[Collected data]
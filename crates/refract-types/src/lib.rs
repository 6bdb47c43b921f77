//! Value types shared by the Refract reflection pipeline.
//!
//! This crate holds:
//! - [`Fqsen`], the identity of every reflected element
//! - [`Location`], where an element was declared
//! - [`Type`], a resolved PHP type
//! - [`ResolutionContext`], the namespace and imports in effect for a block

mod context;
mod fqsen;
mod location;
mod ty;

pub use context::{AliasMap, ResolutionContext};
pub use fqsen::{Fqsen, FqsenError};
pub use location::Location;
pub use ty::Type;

• [What you have to do]: Above are the records; set each one down word for word.

• [Solution for this problem]:
filename crates/refract-types/src/lib.rs
repository 6bdb47c43b921f77
//! Value types shared by the Refract reflection pipeline.
//!
//! This crate holds:
//! - [`Fqsen`], the identity of every reflected element
//! - [`Location`], where an element was declared
//! - [`Type`], a resolved PHP type
//! - [`ResolutionContext`], the namespace and imports in effect for a block

mod context;
mod fqsen;
mod location;
mod ty;

pub use context::{AliasMap, ResolutionContext};
pub use fqsen::{Fqsen, FqsenError};
pub use location::Location;
pub use ty::Type;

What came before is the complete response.